Top of RECORDS FOR THIS TASK
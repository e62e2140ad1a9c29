//! Parameter grouping for per-family learning rates.
//!
//! Adapter parameters are grouped by model family (CLIP, T5, backbone). With
//! LoRA+ enabled, the up projections of a family get their own group whose
//! learning rate is the family rate times the configured ratio.

use tracing::info;

/// Adapter parameters trained at one learning rate.
#[derive(Debug, Clone, PartialEq)]
pub struct ParameterGroup {
    /// Label such as `"unet"` or `"textencoder 1 plus"`.
    pub description: String,
    /// Full parameter keys, `<adapter name>.<param>`.
    pub param_names: Vec<String>,
    /// Learning rate of the group.
    pub learning_rate: f64,
}

impl ParameterGroup {
    fn labelled(description: impl Into<String>) -> Self {
        Self {
            description: description.into(),
            param_names: Vec::new(),
            learning_rate: 0.0,
        }
    }

    /// Number of parameters.
    pub fn len(&self) -> usize {
        self.param_names.len()
    }

    /// Whether the group holds no parameters.
    pub fn is_empty(&self) -> bool {
        self.param_names.is_empty()
    }
}

/// Collects family groups, splitting off LoRA+ groups for up projections.
#[derive(Debug, Default)]
pub struct ParameterGroupBuilder {
    groups: Vec<ParameterGroup>,
}

impl ParameterGroupBuilder {
    /// Create an empty builder.
    pub fn new() -> Self {
        Self::default()
    }

    /// Add one family.
    ///
    /// With `plus_ratio` set, names containing `lora_up` go to a
    /// `"<description> plus"` group at `lr * ratio`. Groups that end up
    /// empty, or whose rate is unset or zero, are left out.
    pub fn add_family<I, S>(
        &mut self,
        description: &str,
        names: I,
        lr: Option<f64>,
        plus_ratio: Option<f64>,
    ) where
        I: IntoIterator<Item = S>,
        S: Into<String>,
    {
        let mut base = ParameterGroup::labelled(description);
        let mut plus = ParameterGroup::labelled(format!("{description} plus"));
        for name in names {
            let name = name.into();
            let target = if plus_ratio.is_some() && name.contains("lora_up") {
                &mut plus
            } else {
                &mut base
            };
            target.param_names.push(name);
        }

        let plus_lr = lr.zip(plus_ratio).map(|(lr, ratio)| lr * ratio);
        for (mut group, lr) in [(base, lr), (plus, plus_lr)] {
            if group.is_empty() {
                continue;
            }
            match lr {
                Some(lr) if lr != 0.0 => {
                    group.learning_rate = lr;
                    self.groups.push(group);
                }
                _ => info!("No learning rate for {}, skipping", group.description),
            }
        }
    }

    /// Finish building.
    pub fn build(self) -> Vec<ParameterGroup> {
        self.groups
    }

    /// One line per group, for logging.
    pub fn summary(&self) -> String {
        let mut out = String::from("Parameter groups:");
        for group in &self.groups {
            out.push_str(&format!(
                "\n  - {}: {} params (lr={:.2e})",
                group.description,
                group.len(),
                group.learning_rate
            ));
        }
        out
    }
}

#[cfg(test)]
mod tests {
    use super::*;

    const NAMES: [&str; 4] = [
        "lora_unet_a.lora_down.weight",
        "lora_unet_a.lora_up.weight",
        "lora_unet_b.lora_down.weight",
        "lora_unet_b.lora_up.weight",
    ];

    #[test]
    fn test_plain_family() {
        let mut builder = ParameterGroupBuilder::new();
        builder.add_family("unet", NAMES, Some(1e-4), None);
        let groups = builder.build();
        assert_eq!(groups.len(), 1);
        assert_eq!(groups[0].description, "unet");
        assert_eq!(groups[0].len(), 4);
        assert!((groups[0].learning_rate - 1e-4).abs() < 1e-12);
    }

    #[test]
    fn test_loraplus_split() {
        let mut builder = ParameterGroupBuilder::new();
        builder.add_family("unet", NAMES, Some(1e-4), Some(16.0));
        assert!(builder.summary().contains("unet plus: 2 params"));
        let groups = builder.build();
        assert_eq!(groups.len(), 2);

        let plus = groups.iter().find(|g| g.description == "unet plus").unwrap();
        assert_eq!(plus.len(), 2);
        assert!((plus.learning_rate - 1.6e-3).abs() < 1e-12);
        assert!(plus.param_names.iter().all(|n| n.contains("lora_up")));

        let base = groups.iter().find(|g| g.description == "unet").unwrap();
        assert!(base.param_names.iter().all(|n| n.contains("lora_down")));
        assert!((base.learning_rate - 1e-4).abs() < 1e-12);
    }

    #[test]
    fn test_zero_or_unset_lr_is_omitted() {
        let mut builder = ParameterGroupBuilder::new();
        builder.add_family("textencoder 1", NAMES, Some(0.0), Some(4.0));
        builder.add_family("textencoder 2", NAMES, None, None);
        builder.add_family("unet", Vec::<String>::new(), Some(1e-4), None);
        assert!(builder.build().is_empty());
    }
}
Bottom of RECORDS FOR THIS TASK
-- WHAT IS EXPECTED --
Return a copy of each line in the entries that contains "parameters".

-- THE COMPLETED TASK --
//! Adapter parameters are grouped by model family (CLIP, T5, backbone). With
/// Adapter parameters trained at one learning rate.
    /// Number of parameters.
    /// Whether the group holds no parameters.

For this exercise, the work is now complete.